In April 2018, Thomas-Rhodes filed a citizen’s complaint with the department. In August 2019, the department sent a letter to McClellan’s attorney Mark Merin informing him the department’s internal affairs division had sustained the complaint.
Despite that, the officers avoided discipline because the department delayed the investigation so it was not completed within one year, the lawsuit alleged.
According to The Police Officer’s Bill of Rights, officers cannot receive punitive action “if the investigation of the allegation is not completed within one year of the public agency’s discovery by a person authorized to initiate an investigation.”
In a statement, city spokesman Tim Swanson said the settlement agreement was “fair and reasonable.”

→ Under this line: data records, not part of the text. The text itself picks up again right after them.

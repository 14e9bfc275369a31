use std::path::PathBuf;

use clap::Parser;
use clap_verbosity_flag::{Verbosity, WarnLevel};

mod commands;
mod error;
mod utils;

#[derive(Parser, Debug)]
#[command(name = "hydra")]
#[command(about = "C++ binding generator: symbol graph, type resolution and binding plans", long_about = None)]
struct Args {
    #[command(flatten)]
    verbose: Verbosity<WarnLevel>,

    #[clap(subcommand)]
    command: Command,
}

#[derive(clap::Subcommand, Debug)]
enum Command {
    /// Write the umbrella header for the project's binding headers
    Umbrella {
        /// Project file (defaults to the nearest hydra.toml)
        #[arg(short, long, value_name = "FILE")]
        config: Option<PathBuf>,
        /// Output file (defaults to stdout)
        #[arg(short, long, value_name = "OUT")]
        output: Option<PathBuf>,
    },

    /// Build the model of a parsed unit and report diagnostics
    Check {
        /// AST dump written by the front-end adapter
        #[arg(value_name = "UNIT")]
        unit: PathBuf,
    },

    /// Print the model tree of a parsed unit
    Dump {
        /// AST dump written by the front-end adapter
        #[arg(value_name = "UNIT")]
        unit: PathBuf,
        /// Only the subtree at this qualified name
        #[arg(short, long, value_name = "NAME")]
        path: Option<String>,
        /// Output file (defaults to stdout)
        #[arg(short, long, value_name = "OUT")]
        output: Option<PathBuf>,
    },

    /// Compute the binding closure and order and print the plan
    Plan {
        /// AST dump written by the front-end adapter
        #[arg(value_name = "UNIT")]
        unit: PathBuf,
        /// Project file (defaults to the nearest hydra.toml)
        #[arg(short, long, value_name = "FILE")]
        config: Option<PathBuf>,
        /// Output file (defaults to stdout)
        #[arg(short, long, value_name = "OUT")]
        output: Option<PathBuf>,
        /// Roots to bind instead of the project's [[bindings]]
        #[arg(value_name = "ROOT")]
        roots: Vec<String>,
    },
}

fn main() -> miette::Result<()> {
    let args = Args::parse();
    env_logger::Builder::new().filter_level(args.verbose.log_level_filter()).init();

    match args.command {
        Command::Umbrella { config, output } => commands::umbrella::handle_umbrella(config, output)?,
        Command::Check { unit } => commands::check::handle_check(&unit)?,
        Command::Dump { unit, path, output } => commands::dump::handle_dump(&unit, path.as_deref(), output.as_deref())?,
        Command::Plan { unit, config, output, roots } => {
            commands::plan::handle_plan(&unit, config, &roots, output.as_deref())?
        }
    }
    Ok(())
}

“As part of its commitment to fairness, justice and its residents, the City of Sacramento applies due diligence to every case it is involved in to determine the right legal response and best path forward,” Swanson said in an email.
Under a city resolution, the Tort Claims Committee must approve settlements between $50,000 and $100,000. That committee discussed the case in a closed-session meeting June 16. The Sacramento Bee obtained the settlement agreement from a California Public Records Act request.
The plaintiffs signed the settlement agreement in July 2021.
The alleged incident at the hospital occurred just two days after Sacramento police fatally shot Stephon Clark, an unarmed Black man, in his grandmother’s backyard, after they mistook his cellphone for a gun.
The McClellan lawsuit claimed retaliation, false detention/arrest, unreasonable force, unreasonable seizure, unreasonable search, violations of the Rehabilitation Act, Americans with Disabilities Act, and Bane Act. It named the city, the police department, former Police Chief Daniel Hahn, Lannom and Catricala as defendants.
As of April, Lannom and Catricala are still employed by the department, according to a list of city employees obtained by The Bee through a California Public Records Request. Catricala is an officer and Lannom is a sergeant.